■ **Requirement**: Each entry needs to be retyped exactly.

■ **Recorded data**:

// Classification of PostgreSQL constraint failures

const UNIQUE_VIOLATION: &str = "23505";
const FOREIGN_KEY_VIOLATION: &str = "23503";

/// Constraint failures the repositories translate into domain errors
#[derive(Debug, Clone, Copy, PartialEq, Eq)]
pub enum StorageFailure {
    UniqueViolation,
    ForeignKeyViolation,
    Other,
}

pub fn classify(error: &sqlx::Error) -> StorageFailure {
    let Some(db_error) = error.as_database_error() else {
        return StorageFailure::Other;
    };

    match db_error.code().as_deref() {
        Some(UNIQUE_VIOLATION) => StorageFailure::UniqueViolation,
        Some(FOREIGN_KEY_VIOLATION) => StorageFailure::ForeignKeyViolation,
        _ => StorageFailure::Other,
    }
}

■ **Response to the task**:
// Classification of PostgreSQL constraint failures

const UNIQUE_VIOLATION: &str = "23505";
const FOREIGN_KEY_VIOLATION: &str = "23503";

/// Constraint failures the repositories translate into domain errors
#[derive(Debug, Clone, Copy, PartialEq, Eq)]
pub enum StorageFailure {
    UniqueViolation,
    ForeignKeyViolation,
    Other,
}

pub fn classify(error: &sqlx::Error) -> StorageFailure {
    let Some(db_error) = error.as_database_error() else {
        return StorageFailure::Other;
    };

    match db_error.code().as_deref() {
        Some(UNIQUE_VIOLATION) => StorageFailure::UniqueViolation,
        Some(FOREIGN_KEY_VIOLATION) => StorageFailure::ForeignKeyViolation,
        _ => StorageFailure::Other,
    }
}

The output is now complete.